Stored items
+ + + +

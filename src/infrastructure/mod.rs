pub mod config;
pub mod report;
pub mod spreadsheet;
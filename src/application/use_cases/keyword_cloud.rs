// ============================================================
// KEYWORD CLOUD
// ============================================================
// Word frequencies across all descriptions, with lightweight Chinese segmentation

use once_cell::sync::Lazy;
use regex::Regex;
use std::collections::HashSet;

use crate::domain::video::{KeywordCount, VideoRecord};
use crate::shared::stats::FirstSeenTally;

/// Anything that is not a CJK ideograph or ASCII alphanumeric
static NON_WORD_PATTERN: Lazy<Regex> =
    Lazy::new(|| Regex::new(r"[^\x{4e00}-\x{9fa5}a-zA-Z0-9]").unwrap());

/// Token patterns, applied in order over the cleaned text
static TOKEN_PATTERNS: Lazy<[Regex; 4]> = Lazy::new(|| {
    [
        Regex::new(r"[\x{4e00}-\x{9fa5}]{2,4}").unwrap(),
        Regex::new(r"[a-zA-Z]{2,}").unwrap(),
        Regex::new(r"[0-9]{2,}").unwrap(),
        Regex::new(r"[\x{4e00}-\x{9fa5}]+[a-zA-Z0-9]+|[a-zA-Z0-9]+[\x{4e00}-\x{9fa5}]+").unwrap(),
    ]
});

static ANY_TOKEN_PATTERN: Lazy<Regex> = Lazy::new(|| {
    Regex::new(
        r"[\x{4e00}-\x{9fa5}]{2,4}|[a-zA-Z]{2,}|[0-9]{2,}|[\x{4e00}-\x{9fa5}]+[a-zA-Z0-9]+|[a-zA-Z0-9]+[\x{4e00}-\x{9fa5}]+",
    )
    .unwrap()
});

static RESIDUAL_CJK_PATTERN: Lazy<Regex> =
    Lazy::new(|| Regex::new(r"[\x{4e00}-\x{9fa5}]{2,}").unwrap());

static STOP_WORDS: Lazy<HashSet<&'static str>> = Lazy::new(|| {
    [
        "的", "了", "在", "是", "我", "有", "和", "就", "不", "人", "都", "一", "一个", "上", "也",
        "很", "到", "说", "要", "去", "你", "会", "着", "没有", "看", "好", "自己", "这", "我们",
        "他", "来", "个", "那", "能", "对", "现在", "已经", "可以", "就是", "这个", "那个", "真的",
        "特别", "非常", "感觉", "觉得", "因为", "所以", "但是", "然后", "其实", "可能", "应该",
        "还是", "不是", "如果", "那么", "这样", "那样", "什么", "怎么", "为什么", "怎么样",
        "怎么办", "如何", "时候", "地方",
    ]
    .into_iter()
    .collect()
});

pub struct KeywordCloud {
    limit: usize,
}

impl KeywordCloud {
    pub fn new(limit: usize) -> Self {
        Self { limit }
    }

    /// Most frequent keywords, count descending; ties keep first-seen order
    pub fn keywords(&self, records: &[VideoRecord]) -> Vec<KeywordCount> {
        let text = records
            .iter()
            .map(|r| r.video_description.as_str())
            .collect::<Vec<_>>()
            .join(" ");

        let mut tally: FirstSeenTally<usize> = FirstSeenTally::new();
        for token in segment(&text) {
            let word = token.to_lowercase();
            if word.chars().count() > 1 && !STOP_WORDS.contains(word.as_str()) {
                *tally.entry(&word) += 1;
            }
        }

        let mut keywords: Vec<KeywordCount> = tally
            .into_entries()
            .into_iter()
            .map(|(text, value)| KeywordCount { text, value })
            .collect();
        keywords.sort_by(|a, b| b.value.cmp(&a.value));
        keywords.truncate(self.limit);
        keywords
    }
}

/// Pattern tokens first, then 2/3-char sliding windows over CJK runs no pattern consumed.
/// Tokens may overlap; a word can be counted by more than one pattern.
pub fn segment(text: &str) -> Vec<String> {
    let clean = NON_WORD_PATTERN.replace_all(text, " ");

    let mut tokens: Vec<String> = TOKEN_PATTERNS
        .iter()
        .flat_map(|pattern| pattern.find_iter(&clean).map(|m| m.as_str().to_string()))
        .collect();

    let remaining = ANY_TOKEN_PATTERN.replace_all(&clean, " ");
    for run in RESIDUAL_CJK_PATTERN.find_iter(&remaining) {
        let chars: Vec<char> = run.as_str().chars().collect();
        for start in 0..chars.len().saturating_sub(1) {
            tokens.push(chars[start..start + 2].iter().collect());
            if start + 3 <= chars.len() {
                tokens.push(chars[start..start + 3].iter().collect());
            }
        }
    }

    tokens
}

#[cfg(test)]
mod tests {
    use super::*;

    fn record(description: &str) -> VideoRecord {
        VideoRecord {
            video_description: description.to_string(),
            ..Default::default()
        }
    }

    #[test]
    fn test_segment_patterns() {
        let tokens = segment("美食探店 vlog 2024 a 1");
        assert!(tokens.contains(&"美食探店".to_string()));
        assert!(tokens.contains(&"vlog".to_string()));
        assert!(tokens.contains(&"2024".to_string()));
        assert!(!tokens.contains(&"a".to_string()));
        assert!(!tokens.contains(&"1".to_string()));
    }

    #[test]
    fn test_segment_mixed_tokens() {
        let tokens = segment("打卡abc");
        assert!(tokens.contains(&"打卡".to_string()));
        assert!(tokens.contains(&"abc".to_string()));
        assert!(tokens.contains(&"打卡abc".to_string()));
    }

    #[test]
    fn test_keywords_count_and_filter() {
        let records = vec![
            record("Vlog 日常 #vlog"),
            record("vlog 真的 日常"),
            record("测试 @someone"),
        ];

        let keywords = KeywordCloud::new(50).keywords(&records);
        assert_eq!(keywords[0].text, "vlog");
        assert_eq!(keywords[0].value, 3);
        assert_eq!(keywords[1].text, "日常");
        assert_eq!(keywords[1].value, 2);
        assert!(keywords.iter().all(|k| k.text != "真的"));
    }

    #[test]
    fn test_keyword_limit() {
        let description = (0..30)
            .map(|i| format!("w{}x", i))
            .collect::<Vec<_>>()
            .join(" ");
        let keywords = KeywordCloud::new(5).keywords(&[record(&description)]);
        assert_eq!(keywords.len(), 5);
    }
}
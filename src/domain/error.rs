use serde::{Deserialize, Serialize};
use std::fmt;

#[derive(Debug, Clone, PartialEq, Serialize, Deserialize)]
pub enum AppError {
    /// Fewer than two rows (header plus at least one data row) were supplied.
    InsufficientData(String),
    /// The upstream spreadsheet could not be decoded.
    FileFormatError(String),
    /// A single record's publish time could not be resolved; callers skip the record.
    DateResolutionFailure(String),
    ConfigError(String),
    IoError(String),
    SerializationError(String),
}

impl fmt::Display for AppError {
    fn fmt(&self, f: &mut fmt::Formatter<'_>) -> fmt::Result {
        match self {
            AppError::InsufficientData(msg) => write!(f, "Insufficient data: {}", msg),
            AppError::FileFormatError(msg) => write!(f, "File format error: {}", msg),
            AppError::DateResolutionFailure(msg) => write!(f, "Date resolution failure: {}", msg),
            AppError::ConfigError(msg) => write!(f, "Config error: {}", msg),
            AppError::IoError(msg) => write!(f, "IO error: {}", msg),
            AppError::SerializationError(msg) => write!(f, "Serialization error: {}", msg),
        }
    }
}

impl std::error::Error for AppError {}

impl From<std::io::Error> for AppError {
    fn from(err: std::io::Error) -> Self {
        AppError::IoError(err.to_string())
    }
}

impl From<csv::Error> for AppError {
    fn from(err: csv::Error) -> Self {
        AppError::FileFormatError(format!("CSV: {}", err))
    }
}

impl From<calamine::Error> for AppError {
    fn from(err: calamine::Error) -> Self {
        AppError::FileFormatError(format!("Workbook: {}", err))
    }
}

impl From<serde_json::Error> for AppError {
    fn from(err: serde_json::Error) -> Self {
        AppError::SerializationError(err.to_string())
    }
}

impl From<figment::Error> for AppError {
    fn from(err: figment::Error) -> Self {
        AppError::ConfigError(err.to_string())
    }
}

pub type Result<T> = std::result::Result<T, AppError>;

#[cfg(test)]
mod tests {
    use super::*;

    #[test]
    fn test_display_prefixes() {
        let err = AppError::InsufficientData("1 row".to_string());
        assert_eq!(err.to_string(), "Insufficient data: 1 row");

        let err = AppError::FileFormatError("bad zip".to_string());
        assert_eq!(err.to_string(), "File format error: bad zip");
    }

    #[test]
    fn test_io_error_conversion() {
        let io = std::io::Error::new(std::io::ErrorKind::NotFound, "missing.xlsx");
        let err: AppError = io.into();
        assert!(matches!(err, AppError::IoError(msg) if msg.contains("missing.xlsx")));
    }
}
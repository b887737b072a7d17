pub mod app;
pub mod application;
pub mod domain;
pub mod infrastructure;
pub mod shared;

pub use application::{AnalyticsEngine, DatasetAnalysis, RowNormalizer};
pub use domain::error::{AppError, Result};
pub use domain::video::{AnalysisResult, AnalyzerConfig, CellValue, RawRow, VideoRecord};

+ + + +

Every line in the data above that contains "IoError" needs to be copied.

    IoError(String),
            AppError::IoError(msg) => write!(f, "IO error: {}", msg),
        AppError::IoError(err.to_string())
        assert!(matches!(err, AppError::IoError(msg) if msg.contains("missing.xlsx")));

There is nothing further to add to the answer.